Yamada es uno de los discípulos más aventajados del maestro Ozu –junto a Hirokazu Koreeda–, y sus películas se sitúan en las antípodas del vértigo de muchas producciones actuales: destilan elegancia, serenidad, delicadeza, contención… Tienen mucha ‘vida interior’, pero exigen una mirada contemplativa y reflexiva por parte del espectador, para percibir más allá de lo que se muestra. Quizá sea un cine en extinción –sólo para nostálgicos, según algunos críticos–, pero esto no deja de ser una mala noticia, porque la filmografía de Yamada tiene mucho que enseñar a las nuevas generaciones de directores. Basta recordar la magistral Una familia de Tokio, ya reseñada en este blog.
La joven Taki ‑excepcional Haru Kuroki, premiada en la Berlinale 2014‑ deja su pueblo en 1936 para servir en el hogar del matrimonio Hirai. Allí, en la hermosa casa del tejado rojo, vivirá unos años que marcarán el resto de sus días. Con su bondad, su abnegación y el amor de su corazón puro, velará por la felicidad de todos y sufrirá con los avatares de la familia; un sufrimiento que se hace extremo cuando su ama, la bella Tokiko (Takako Matsu), conoce al joven Itakura.

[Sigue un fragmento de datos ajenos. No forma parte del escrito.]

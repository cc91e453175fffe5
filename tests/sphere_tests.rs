//! Sphere Generation Tests
//!
//! Tests for:
//! - Subdivision size estimation (60·4ⁿ)
//! - Unit sphere emission: counts, containment, vertex sharing
//! - SphereShape update: indexed triangle list, analytic bounds
//! - Parameter validation
//! - Triangle edge extraction

use std::collections::HashMap;
use std::sync::Arc;

use glam::Vec3;

use arbor::resources::buffer::{IndexArray, VertexArray};
use arbor::resources::geometry::{Primitives, make_triangle_edges};
use arbor::resources::sphere::{SphereShape, estimate_sphere_sizes, generate_unit_sphere};

// ============================================================================
// Sizes
// ============================================================================

#[test]
fn estimated_sizes_follow_powers_of_four() {
    for n in 0..4 {
        let sizes = estimate_sphere_sizes(n);
        let expected = 60 * 4usize.pow(n);
        assert_eq!(sizes.num_points, expected);
        assert_eq!(sizes.num_indices, expected);
    }
}

#[test]
fn generation_matches_estimate() {
    for n in 0..3 {
        let mut count = 0usize;
        generate_unit_sphere(n, &mut |_| count += 1);
        assert_eq!(count, estimate_sphere_sizes(n).num_points);
    }
}

// ============================================================================
// Emitted vertices
// ============================================================================

#[test]
fn emitted_vertices_lie_on_unit_sphere_within_unit_cube() {
    let mut checked = 0usize;
    generate_unit_sphere(1, &mut |v: Vec3| {
        assert!(v.x.abs() <= 1.0 + 1e-6);
        assert!(v.y.abs() <= 1.0 + 1e-6);
        assert!(v.z.abs() <= 1.0 + 1e-6);
        assert!((v.length() - 1.0).abs() < 1e-5);
        checked += 1;
    });
    assert_eq!(checked, 240);
}

#[test]
fn each_unique_vertex_shared_by_at_least_five_triangles() {
    let mut occurrences: HashMap<[i32; 3], u32> = HashMap::new();
    generate_unit_sphere(1, &mut |v: Vec3| {
        let key = [
            (v.x * 10_000.0).round() as i32,
            (v.y * 10_000.0).round() as i32,
            (v.z * 10_000.0).round() as i32,
        ];
        *occurrences.entry(key).or_insert(0) += 1;
    });

    // Depth 1: 12 original vertices plus 30 edge midpoints.
    assert_eq!(occurrences.len(), 42);
    for count in occurrences.values() {
        assert!(*count >= 5, "vertex shared by only {count} triangles");
    }
}

#[test]
fn emission_is_deterministic() {
    let mut first = Vec::new();
    generate_unit_sphere(1, &mut |v| first.push(v));
    let mut second = Vec::new();
    generate_unit_sphere(1, &mut |v| second.push(v));
    assert_eq!(first, second);
}

// ============================================================================
// SphereShape
// ============================================================================

#[test]
fn update_builds_indexed_triangle_list() {
    let mut shape = SphereShape::new(Vec3::ZERO, 1.0, 1).unwrap();
    shape.update().unwrap();

    let geometry = shape.geometry();
    let points = geometry.points().unwrap();
    assert_eq!(points.vertex_count(), 240);
    assert_eq!(points.len(), 720);
    assert_eq!(geometry.normals().unwrap().vertex_count(), 240);

    let sets = geometry.primitive_sets();
    assert_eq!(sets.len(), 1);
    assert_eq!(sets[0].num_indices(), 240);
    match &sets[0].primitives {
        Primitives::Indexed(indices) => {
            let data = indices.data();
            for i in 0..indices.len() {
                let value = data.get(i).unwrap();
                assert!(value < 240, "index {value} out of range");
            }
        }
        Primitives::Array { .. } => panic!("expected an indexed primitive set"),
    }
}

#[test]
fn update_scales_and_translates_points() {
    let center = Vec3::new(5.0, 0.0, 0.0);
    let mut shape = SphereShape::new(center, 2.0, 0).unwrap();
    shape.update().unwrap();

    let data = shape.geometry().points().unwrap().data();
    for chunk in data.chunks_exact(3) {
        let p = Vec3::new(chunk[0], chunk[1], chunk[2]);
        assert!(((p - center).length() - 2.0).abs() < 1e-5);
    }
}

#[test]
fn update_is_idempotent_until_dirtied() {
    let mut shape = SphereShape::new(Vec3::ZERO, 1.0, 1).unwrap();
    shape.update().unwrap();
    let first = shape.geometry().points().unwrap().id();
    shape.update().unwrap();
    assert_eq!(shape.geometry().points().unwrap().id(), first);

    shape.set_radius(2.0).unwrap();
    assert!(shape.is_dirty());
    shape.update().unwrap();
    assert_ne!(shape.geometry().points().unwrap().id(), first);
}

#[test]
fn analytic_bounds_match_parameters() {
    let center = Vec3::new(1.0, 2.0, 3.0);
    let shape = SphereShape::new(center, 4.0, 1).unwrap();
    let bbox = shape.bounding_box();
    assert!((bbox.min - (center - Vec3::splat(4.0))).abs().max_element() < 1e-7);
    assert!((bbox.max - (center + Vec3::splat(4.0))).abs().max_element() < 1e-7);
}

#[test]
fn invalid_parameters_are_rejected() {
    assert!(SphereShape::new(Vec3::ZERO, 0.0, 1).is_err());
    assert!(SphereShape::new(Vec3::ZERO, -1.0, 1).is_err());
    assert!(SphereShape::new(Vec3::ZERO, f32::NAN, 1).is_err());
    assert!(SphereShape::new(Vec3::ZERO, f32::INFINITY, 1).is_err());
    assert!(SphereShape::new(Vec3::new(f32::NAN, 0.0, 0.0), 1.0, 1).is_err());

    let mut shape = SphereShape::new(Vec3::ZERO, 1.0, 1).unwrap();
    assert!(shape.set_radius(-2.0).is_err());
    assert!(shape.set_center(Vec3::splat(f32::INFINITY)).is_err());
}

// ============================================================================
// Edge extraction
// ============================================================================

fn quad_points() -> VertexArray {
    VertexArray::from_slice(
        &[
            0.0, 0.0, 0.0, //
            1.0, 0.0, 0.0, //
            1.0, 1.0, 0.0, //
            0.0, 1.0, 0.0,
        ],
        wgpu::VertexFormat::Float32x3,
    )
}

#[test]
fn edges_of_quad_deduplicate_shared_diagonal() {
    let points = quad_points();
    let indices = IndexArray::from_u32(Arc::new(vec![0, 1, 2, 0, 2, 3]));

    let edges = make_triangle_edges(&points, &indices).unwrap();

    // Five unique undirected edges; the diagonal 0-2 appears once.
    assert_eq!(edges.len(), 10);
    let mut seen = std::collections::HashSet::new();
    for pair in edges.chunks_exact(2) {
        let key = (pair[0].min(pair[1]), pair[0].max(pair[1]));
        assert!(seen.insert(key), "edge {key:?} appears twice");
    }
}

#[test]
fn edges_of_tetrahedron() {
    let points = quad_points();
    let indices = IndexArray::from_u16(Arc::new(vec![0, 1, 2, 0, 1, 3, 0, 2, 3, 1, 2, 3]));

    let edges = make_triangle_edges(&points, &indices).unwrap();
    assert_eq!(edges.len(), 12);
}

#[test]
fn edges_reject_malformed_input() {
    let points = quad_points();
    let not_triangles = IndexArray::from_u32(Arc::new(vec![0, 1, 2, 3]));
    assert!(make_triangle_edges(&points, &not_triangles).is_err());

    let out_of_range = IndexArray::from_u32(Arc::new(vec![0, 1, 9]));
    assert!(make_triangle_edges(&points, &out_of_range).is_err());
}

#[test]
fn sphere_edges_cover_subdivided_icosahedron() {
    let mut shape = SphereShape::new(Vec3::ZERO, 1.0, 0).unwrap();
    shape.update().unwrap();
    let geometry = shape.geometry();
    let points = geometry.points().unwrap();
    let Primitives::Indexed(indices) = &geometry.primitive_sets()[0].primitives else {
        panic!("expected indexed sphere");
    };

    // Per-triangle emission shares no indices, so every triangle
    // contributes three unique edges.
    let edges = make_triangle_edges(points, indices).unwrap();
    assert_eq!(edges.len(), 20 * 3 * 2);
}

“Si la película –concluye Yamada– inspira a los que la ven a sopesar qué es lo importante y qué no lo es, al comparar el presente con el pasado, me sentiría muy feliz”. Unas palabras que parecen eco de otras que dejó escritas la Nobel de Literatura Pearl S. Buck, buena conocedora de la mentalidad oriental: “Muchas personas se pierden las pequeñas alegrías mientras aguardan la gran felicidad”.